I’m pretty sure I just spent more time packing for our trip than we’ll actually be gone for…it seems like it’s taken all week! I guess it’s just because I can only do things in bits and pieces while Carrie is sleeping. I can no longer step out of the living room for just a minute while she’s playing, because she’s pulling up on everything and generally immediately heads for the closest dangerous object in the room. And this is the most baby-proofed room we have. But I’m finding that even the end tables are dangerous – she crawls under them and then bumps her head when she tries to sit. Short of removing all furniture and window treatments from the room, I don’t think there’s much I can do besides follow her everywhere.

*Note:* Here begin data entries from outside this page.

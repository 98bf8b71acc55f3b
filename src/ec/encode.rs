use super::{Descriptor, EcCtx, Error, Result, SliceMeta, WireAction, XATTR_EC};
use crate::config::EcConf;
use crate::hash::{self, CksumType};
use crate::lom::Lom;
use crate::transport::{self, Header, Msg, ObjAttrs, SendCallback};
use bytes::Bytes;
use reed_solomon_erasure::galois_8::ReedSolomon;
use std::sync::Arc;

pub(super) fn obj_attrs(lom: &Lom) -> ObjAttrs {
    let (cksum_type, cksum_value) = match &lom.cksum {
        Some(ck) => (ck.typ.to_string(), ck.value.clone()),
        None => (String::new(), String::new()),
    };
    ObjAttrs {
        size: lom.size,
        version: lom.version.clone(),
        atime_ns: lom.atime_ns,
        cksum_type,
        cksum_value,
    }
}

pub(super) fn header(lom: &Lom, desc: &Descriptor) -> Result<Header> {
    Ok(Header {
        bucket: lom.bucket().into(),
        objname: lom.objname().into(),
        attrs: obj_attrs(lom),
        opaque: desc.to_bytes()?,
    })
}

/// split an object into data+parity slices and stream them to peer
/// targets; small objects are replicated whole instead. a single peer
/// failing to take delivery does not abort the encode: parity absorbs
/// individual losses.
pub async fn encode_object(
    ctx: &Arc<EcCtx>,
    conf: &EcConf,
    lom: &Lom,
    is_copy: bool,
) -> Result<()> {
    let data = Bytes::from(tokio::fs::read(&lom.fqn).await?);
    let uname = lom.uname();
    let peers: Vec<String> = ctx
        .smap
        .borrow()
        .hrw_targets(&uname, &ctx.daemon_id)
        .iter()
        .map(|t| t.daemon_id.clone())
        .collect();

    let obj_cksum = lom
        .cksum
        .clone()
        .or_else(|| Some(hash::checksum(CksumType::Xxhash, &data)));
    let base_meta = SliceMeta {
        obj_size: lom.size,
        data_slices: conf.data_slices,
        parity_slices: conf.parity_slices,
        slice_id: 0,
        obj_version: lom.version.clone(),
        obj_cksum: obj_cksum.clone(),
        slice_cksum: None,
    };

    let delivery_log: SendCallback = Arc::new(|hdr: &Header, _body, err| {
        if let Some(err) = err {
            log::warn!(
                "slice of '{}/{}' not delivered: {:#}",
                hdr.bucket,
                hdr.objname,
                err
            );
        }
    });

    if is_copy {
        // below the size limit: full replicas on `parity` peers
        let copies = conf.parity_slices;
        if peers.len() < copies {
            return Err(Error::InsufficientTargets {
                need: conf.required_encode_targets(),
                have: peers.len() + 1,
            });
        }
        let mut meta = base_meta.clone();
        meta.slice_cksum = obj_cksum;
        let desc = Descriptor {
            action: WireAction::StoreSlice,
            sender: ctx.daemon_id.clone(),
            meta: Some(meta),
            exists: true,
            is_slice: false,
        };
        ctx.resp_bundle
            .send(
                Msg {
                    hdr: header(lom, &desc)?,
                    body: Some(data.clone()),
                    cb: Some(delivery_log),
                },
                &peers[..copies],
            )
            .await?;
    } else {
        let total = conf.data_slices + conf.parity_slices;
        if peers.len() < total {
            return Err(Error::InsufficientTargets {
                need: conf.required_encode_targets(),
                have: peers.len() + 1,
            });
        }
        let shards = split_shards(&data, conf.data_slices, conf.parity_slices)?;
        for (i, shard) in shards.into_iter().enumerate() {
            let mut meta = base_meta.clone();
            meta.slice_id = i + 1;
            meta.slice_cksum = Some(hash::checksum(CksumType::Xxhash, &shard));
            let desc = Descriptor {
                action: WireAction::StoreSlice,
                sender: ctx.daemon_id.clone(),
                meta: Some(meta),
                exists: true,
                is_slice: true,
            };
            ctx.resp_bundle
                .send(
                    Msg {
                        hdr: header(lom, &desc)?,
                        body: Some(Bytes::from(shard)),
                        cb: Some(delivery_log.clone()),
                    },
                    &[peers[i].clone()],
                )
                .await?;
        }
    }

    // remember how this object was encoded
    let buf = rmp_serde::to_vec(&base_meta).map_err(transport::Error::from)?;
    xattr::set(&lom.fqn, XATTR_EC, &buf)?;
    Ok(())
}

/// drop the local encode marker; remote slices are cleaned up by the
/// peers on the Cleanup broadcast.
pub async fn cleanup_local(lom: &Lom) -> Result<()> {
    if let Err(err) = xattr::remove(&lom.fqn, XATTR_EC) {
        log::debug!("no EC marker on '{}': {}", lom.fqn.display(), err);
    }
    Ok(())
}

/// produce data+parity shards of equal length; the tail of the last
/// data shard is zero padding, the recorded object size truncates it
/// back on restore.
pub fn split_shards(data: &[u8], d: usize, p: usize) -> Result<Vec<Vec<u8>>> {
    let shard_len = ((data.len() + d - 1) / d).max(1);
    let mut shards = Vec::with_capacity(d + p);
    for i in 0..d {
        let start = (i * shard_len).min(data.len());
        let end = ((i + 1) * shard_len).min(data.len());
        let mut shard = data[start..end].to_vec();
        shard.resize(shard_len, 0);
        shards.push(shard);
    }
    for _ in 0..p {
        shards.push(vec![0u8; shard_len]);
    }

    let rs = ReedSolomon::new(d, p)?;
    rs.encode(&mut shards)?;
    Ok(shards)
}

Anyway, I have to go check if the laundry is done, and then I’m going to bed!

Looong Week

I don’t really know where the week went, but it feels like it took forever to get to the weekend! Carrie had her first fever yesterday (no other symptoms and gone today – maybe teething related?) so pretty much all of yesterday was spent cuddling my poor little girl, and today I cleaned house.

There’s so much to do over the weekend, but not nearly enough time to do it all. I’m sure our neighbors would appreciate us cleaning up our flower beds and putting flowers in them. The pool needs to be opened eventually. And we still haven’t baby-proofed.

And I only have eight rows left on Carrie’s poncho, so all I really want to do is finish that. Instead, I’m going to go to bed at a reasonable hour tonight. There’s no predicting what time my early-bird will decide to rise tomorrow and I’m sleepy!

Don’t Panic

We went to see the Hitchhiker’s Guide to the Galaxy movie yesterday afternoon while my parents watched Carrie. I did enjoy the movie, although it deviated from the book quite a bit. (Plus my memory of the book is kind of fuzzy, so I had a hard time figuring out what was different and what I just didn’t remember.)

However, I’m not so sure the whole movie theater experience is worth it anymore. Aside from the fact that a matinee cost $6 per ticket (I remember when it was $3.25, $2.50 if you had a valid student ID) and the concession prices are outrageous, the actual pre-movie content was appalling. Instead of the slide-show type thing with trivia that they used to show – and that you could easily ignore – they had 20 minutes of advertising, mainly for television networks. It was loud, obnoxious, and made me want to run home and cancel my cable subscription. Quite frankly, I think they should have paid me to sit through that, rather than the other way around.

And I shouldn’t even start on the 15 minutes worth of movie previews. Is there not one single original idea left in all of Hollywood? Every single movie that’s coming up is a remake of something else – including one that is literally Jumanji repackaged as a space-themed game.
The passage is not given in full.